Das Gericht bezieht sich in seiner Argumentation auf eine Ansicht in der Literatur, wonach der Bundesgerichtshof die Selbstständigkeit der ärztlichen Leistung danach beurteile, ob für eine eigenständige medizinische Indikation besteht. Es ist zwar richtig, dass der BGH eine entsprechende Rechtsprechung (vgl. BGH, Urteil vom 13.05.2004, Az.
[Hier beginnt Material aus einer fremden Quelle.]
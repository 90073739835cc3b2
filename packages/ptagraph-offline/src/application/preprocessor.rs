//! Offline Constraint-Graph Preprocessor
//!
//! Per-round pass pipeline that shrinks a constraint system before the main
//! points-to solve:
//! 1. Backward dependence graph over the constraints, with unreachable-code
//!    elimination folded into the sweep
//! 2. Seed liveness propagation and constraint distillation
//! 3. Forward impact graph, SCC condensation, topological priorities
//! 4. Single-definition local-variable merging (approximate rounds only)
//!
//! A round is `init_round` → `select_seeds` / `add_seeds` → `run_preprocessing`,
//! with `teardown` releasing scratch memory once no more rounds are expected.
//! Constraint statuses only ever move away from `Active` inside a round; new
//! constraints and pointers may be added between rounds as the call graph
//! grows.
//!
//! # Complexity
//! - Graph passes: O(V + E) over pointers and constraint-induced edges
//! - Condensation and numbering: O(V + E) Tarjan + Kahn
//! - Steady-state rounds reuse all scratch buffers

use std::collections::VecDeque;
use std::time::Instant;

use rustc_hash::FxHashSet;
use tracing::{debug, info};

use crate::application::seeding::{self, SeedPolicy};
use crate::domain::constraint::{Constraint, ConstraintKind, ConstraintSet, ConstraintStatus};
use crate::domain::pointer::{PointerId, PointerKind, PointerTable, VarHandle};
use crate::error::{PrepError, Result};
use crate::infrastructure::graph::PointerGraph;
use crate::infrastructure::scc::SccCondenser;
use crate::ports::{PointsToMode, PrepSession};

/// Statistics for one preprocessing round
#[derive(Debug, Clone, Default, serde::Serialize, serde::Deserialize)]
pub struct PrepStats {
    pub round: u32,
    pub policy: SeedPolicy,
    pub mode: PointsToMode,

    /// Size of the pointer universe this round
    pub pointers: usize,

    /// Seed pointers elected by policy and client
    pub seeds: usize,

    /// Pointers reached by the backward dependence sweep
    pub live_pointers: usize,

    pub constraints_total: usize,
    pub active_before: usize,
    pub active_after: usize,

    /// Constraints demoted for touching unreachable code
    pub marked_unreachable: usize,

    /// Constraints demoted to isolated queries
    pub distilled: usize,

    /// Assignments subsumed by local-variable merging
    pub merged_locals: usize,

    pub scc_count: usize,
    pub collapsed: usize,

    pub duration_distill_ms: f64,
    pub duration_weights_ms: f64,
    pub duration_ms: f64,
}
III ZR 344/03) zum sog. Zielleistungsprinzip entwickelt hat, dies betrifft aber im Wesentlichen die operierenden Fächer und ist auf die im Bereich der Strahlentherapie durchgeführte IMRT nicht übertragbar. Im Zusammenhang mit strahlentherapeutischen Leistungen ist immer die sog. Strahlenschutzverordnung (StrlSchV) zu beachten, wo es insbesondere unter Punkt 7. der Anlage A ausdrücklich heißt:
„Der Patient muss die Behandlung erhalten, die bei seiner Krankheit die besten Erfolgsaussichten (kurativ oder palliativ) mit den geringstmöglichen Nebenwirkungen bietet.“
Vor diesem Hintergrund ist es der Strahlentherapie immanent und hat dort höchste Priorität, neue Behandlungstechniken zu finden, die ein erheblich geringeres Risiko von irreversiblen Strahlenschäden aufweisen. Wäre die vorgenannte BGH-Rechtsprechung ohne weiteres auf strahlentherapeutische Sachverhalte oder Sachverhalte von anderen medizinisch-technisch ausgerichteten Fächern wie der Radiologie übertragbar, wäre es in diesen Fachgebieten nie zu der Entwicklung neuer selbständiger ärztlicher Leistungen gekommen und die dortigen Leistungen müssten immer noch ausschließlich auf dem Stand der GOÄ von 1996 bewertet und vergütet werden. Gerade für das medizinisch-technisch ausgerichtete Fachgebiet der Strahlentherapie sind Analogbewertungen im Rahmen der GOÄ nach § 6 Abs. 2 GOÄ jedoch aufgrund der rasanten technischen Weiterentwicklungen in diesem Fachgebiet unabdingbar. Dies insbesondere dann, wenn wie hier besondere Umstände der Leistungserbringung in der Form vorliegen, dass sich als Folge des Einsatzes der IMRT die Durchführung der Leistung selbst erheblich von der bisherigen, in der GOÄ aus dem Jahr 1996 beschriebenen und bewerteten Leistung unterscheidet.
Nicht zuletzt sind auch die Bundesärztekammer und die LKH selbst in der Vergangenheit von der Notwendigkeit der Bildung einer Analogbewertung für die IMRT ausgegangen.
Alles in allem kann diese neueste Argumentation eines Gerichts im Zusammenhang mit der Abrechnung der IMRT nach GOÄ nicht überzeugen und sollte auch in den anhängigen außergerichtlichen oder gerichtlichen Verfahren nicht akzeptiert werden.